El domingo, 4 de marzo de 2018


EL TERCER DOMINGO DE CUARESMA

(Éxodo 17:3-I7; Corintios 1:22-25; Juan 2:13-25)


Si estuviéramos a preguntar a un judío, “¿cuál es el mejor don que Dios nos ha dado?”  ¿cómo respondería?  Habría poca duda que diría, “la Ley”.  Pues para los judíos la Ley -- los primeros cinco libros de la Biblia -- es el fundamento para vivir como hombres libres.  Dice el salmo responsorial hoy, “La ley del Señor es perfecta y descanso del alma…” Es como la brisa a un marinero que le lleva a dónde quiere ir.

En la primera lectura escuchamos de los Diez Mandamientos.  Ellos resumen todos los otros seis ciento y pico preceptos escritos en la Ley.  A la misma vez manifiestan la voluntad de Dios recordada en la historia de los patriarcas y de Moisés. Si la Ley es perfecta, los Dios Mandamientos son lo más perfecto del perfecto.  Como dice otro salmo, “como plata pura siete veces refinada en el crisol”. 

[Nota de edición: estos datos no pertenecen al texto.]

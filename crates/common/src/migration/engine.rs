use super::outcome::{EncryptedMigrateContent, MigrationFailure, MigrationOutcome};
use super::state::{MigrationUnit, UnitKind, UnitState};
use crate::config::EngineConfig;
use crate::error::{KeyResolutionError, VaultCryptoError};
use crate::item::{EncryptedItemContent, EncryptedItemKey, Item, ItemCryptoEngine, ItemId};
use crate::share::{ShareId, ShareKeyring};

/// Re-homes items from one share to another
///
/// Each unit (the live content, and every history entry) is decrypted with
/// the source keyring and re-encrypted under a fresh item key for the
/// destination on its own. Nothing is written anywhere; the caller persists
/// the result and swaps it in.
#[derive(Debug, Clone)]
pub struct MigrationEngine {
    items: ItemCryptoEngine,
    migrate_history: bool,
}

impl MigrationEngine {
    pub fn new(items: ItemCryptoEngine) -> Self {
        Self::with_config(items, &EngineConfig::default())
    }

    pub fn with_config(items: ItemCryptoEngine, config: &EngineConfig) -> Self {
        MigrationEngine {
            items,
            migrate_history: config.migrate_history,
        }
    }

    /// Migrate `item` from `source` into `destination`'s active key
    ///
    /// Fails outright only when `item` is not in `source`. Everything else
    /// is reported per unit in the returned [`MigratedItem`].
    pub fn migrate(
        &self,
        item: &Item,
        source: &ShareKeyring,
        destination: &ShareKeyring,
    ) -> Result<MigratedItem, VaultCryptoError> {
        if item.share_id != source.share_id() {
            return Err(KeyResolutionError::ShareMismatch {
                expected: item.share_id,
                actual: source.share_id(),
            }
            .into());
        }

        let mut units = Vec::with_capacity(1 + item.history.len());

        let mut live = MigrationUnit::new(UnitKind::Live);
        let live_outcome = match self.migrate_unit(
            &mut live,
            item,
            item.revision,
            &item.content,
            &item.item_key,
            source,
            destination,
        ) {
            Ok(migrated) => MigrationOutcome::from_parts(vec![migrated], vec![]),
            Err(failure) => MigrationOutcome::from_parts(vec![], vec![failure]),
        };
        units.push(live);

        let mut migrated = Vec::new();
        let mut failed = Vec::new();
        if self.migrate_history {
            for entry in &item.history {
                let mut unit = MigrationUnit::new(UnitKind::History {
                    revision: entry.revision,
                });
                match self.migrate_unit(
                    &mut unit,
                    item,
                    entry.revision,
                    &entry.content,
                    &entry.item_key,
                    source,
                    destination,
                ) {
                    Ok(content) => migrated.push(content),
                    Err(failure) => failed.push(failure),
                }
                units.push(unit);
            }
        }
        let history_outcome = MigrationOutcome::from_parts(migrated, failed);

        tracing::debug!(
            item_id = %item.id,
            source = %source.share_id(),
            destination = %destination.share_id(),
            live_migrated = live_outcome.is_complete(),
            history_migrated = history_outcome.migrated().len(),
            history_failed = history_outcome.failed().len(),
            "migrated item"
        );
        Ok(MigratedItem {
            item_id: item.id,
            destination: destination.share_id(),
            live: live_outcome,
            history: history_outcome,
            units,
        })
    }

    #[allow(clippy::too_many_arguments)]
    fn migrate_unit(
        &self,
        unit: &mut MigrationUnit,
        item: &Item,
        revision: u64,
        content: &EncryptedItemContent,
        item_key: &EncryptedItemKey,
        source: &ShareKeyring,
        destination: &ShareKeyring,
    ) -> Result<EncryptedMigrateContent, MigrationFailure> {
        let result = self.reencrypt(unit, revision, content, item_key, source, destination);
        result.map_err(|err| {
            unit.fail();
            tracing::warn!(
                item_id = %item.id,
                unit = %unit.kind(),
                class = ?err.class(),
                "migration unit failed"
            );
            MigrationFailure {
                unit: unit.kind(),
                class: err.class(),
                reason: err.to_string(),
            }
        })
    }

    fn reencrypt(
        &self,
        unit: &mut MigrationUnit,
        revision: u64,
        content: &EncryptedItemContent,
        item_key: &EncryptedItemKey,
        source: &ShareKeyring,
        destination: &ShareKeyring,
    ) -> Result<EncryptedMigrateContent, VaultCryptoError> {
        let plaintext = self.items.decrypt(content, item_key, source)?;
        unit.advance(UnitState::Decrypted).map_err(anyhow::Error::new)?;

        // schema version travels unchanged
        let (content, item_key) =
            self.items
                .seal(destination, &plaintext, content.content_format_version)?;
        unit.advance(UnitState::ReEncrypted).map_err(anyhow::Error::new)?;
        Ok(EncryptedMigrateContent::new(revision, content, item_key))
    }
}

/// An item re-encrypted for its destination share, not yet persisted
#[derive(Debug, Clone)]
pub struct MigratedItem {
    pub item_id: ItemId,
    pub destination: ShareId,
    /// Outcome for the live content; exactly one unit
    pub live: MigrationOutcome,
    /// Outcome for the history entries, migrated independently of `live`
    pub history: MigrationOutcome,
    units: Vec<MigrationUnit>,
}

impl MigratedItem {
    pub fn units(&self) -> &[MigrationUnit] {
        &self.units
    }

    pub fn is_complete(&self) -> bool {
        self.live.is_complete() && self.history.is_complete()
    }

    /// Mark every re-encrypted unit committed, once the caller has
    /// persisted the result. Failed units stay failed.
    pub fn commit(&mut self) {
        let committed = self
            .units
            .iter_mut()
            .map(MigrationUnit::commit)
            .filter(|moved| *moved)
            .count();
        tracing::debug!(item_id = %self.item_id, committed, "committed migrated units");
    }

    /// The destination record: the migrated live content plus whichever
    /// history entries made it, oldest first
    pub fn into_item(self) -> Result<Item, MigrationFailure> {
        let live = match self.live {
            MigrationOutcome::AllMigrated(mut migrated) if migrated.len() == 1 => migrated.remove(0),
            MigrationOutcome::NoneMigrated(mut failed) if !failed.is_empty() => {
                return Err(failed.remove(0))
            }
            _ => {
                return Err(MigrationFailure {
                    unit: UnitKind::Live,
                    class: crate::error::ErrorClass::Internal,
                    reason: "live content has no migration result".to_string(),
                })
            }
        };

        let mut history: Vec<_> = self
            .history
            .migrated()
            .iter()
            .map(EncryptedMigrateContent::to_revision)
            .collect();
        history.sort_by_key(|entry| entry.revision);

        Ok(Item {
            id: self.item_id,
            share_id: self.destination,
            content: live.content(),
            item_key: live.item_key(),
            revision: live.revision,
            history,
        })
    }
}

Sin embargo, Jesús mejora los Mandamientos.  Los hace aún más perfectos por darles un matiz positivo cuando dice: “ama a Dios sobre todo y ama a tu prójimo”.  Más que esto, Jesús nos exige ir más allá de lo mínimo para rendirle la justicia indicado por los mandamientos “no le robes”, “no le codicies”, etcétera).  Nos exhorta que le hagamos un beneficio cuando dice: “ama…”.

El evangelio hoy trata del otro gran símbolo del judaísmo.  Si la Ley enseñó cómo no pecar, el Templo facilitó la reparación de los pecados.  Como en el caso de la Ley, Jesús mejora la situación por crear un Templo mejor. Cuando expulsa a los vendedores y cambistas del templo, Jesús indica la aniquilación del Templo, por lo menos según el evangelista Juan.  No más se podría ofrecer sacrificios válidos entre sus muros.  Recordémonos que en los evangelios según San Mateo y San Marcos cuando muere Jesús en la cruz, se rasga la cortina del Templo.  Esto es su modo preferido para indicar lo que significa la expulsión del Templo en San Juan.  Jesús reemplaza el Templo con su propio cuerpo como el lugar de ofrecer el sacrificio que vale para el perdón de pecados.  Este es el sacrificio que ofrecemos cada vez que celebremos la misa.

“Los judíos exigen señales”, dice San Pablo a los corintios en la segunda lectura.  Muchos desean signos hoy en día también.  Antes de poner su fe en Cristo quieren ver grandes cosas como la cura de todos los enfermos de cáncer.  Aunque hay curas, Pablo ofrece otra cosa para suscitar la creencia.  Dice: “Predicamos a Cristo crucificado”. Vemos la constatación de la fe en Cristo por los millones de cristianos sacrificándose por los demás.  Viven en todas partes, incluyendo nuestro barrio.  Entre ellos es Enrique Figaredo-Alvargonzález, un obispo misionero, en Camboya.  Al ver a muchos jóvenes sufriendo de la pérdida de piernas y de pies por las minas plantadas durante las guerras allá, el Monseñor Figaredo decidió a aliviar su peso.  Creó una fábrica que producen sillas de ruedas con toque deportivo para que los jóvenes victimados sientan activos.  Por su compromiso a los pobres en el nombre de Jesús el Monseñor Figaredo da testimonio al valor de su sacrificio para perdonar pecados y aumentar el amor.

Ahora el tiempo Cuaresmal entra una fase nueva.  No más es nuestra tarea principal hacer penitencia por nuestros pecados.  Ya tenemos que preocuparnos con la pregunta: ¿estoy dando testimonio al Señor Jesucristo que siempre se sacrificó por los demás?  En otras palabras ¿actúo como un cristiano verdadero?  Tal vez no.  Entonces nos quedan cuatro semanas para hacer algo que nos constará como discípulos suyos.  Nos quedan cuatro semanas para constarnos como discípulos verdaderos de Jesús.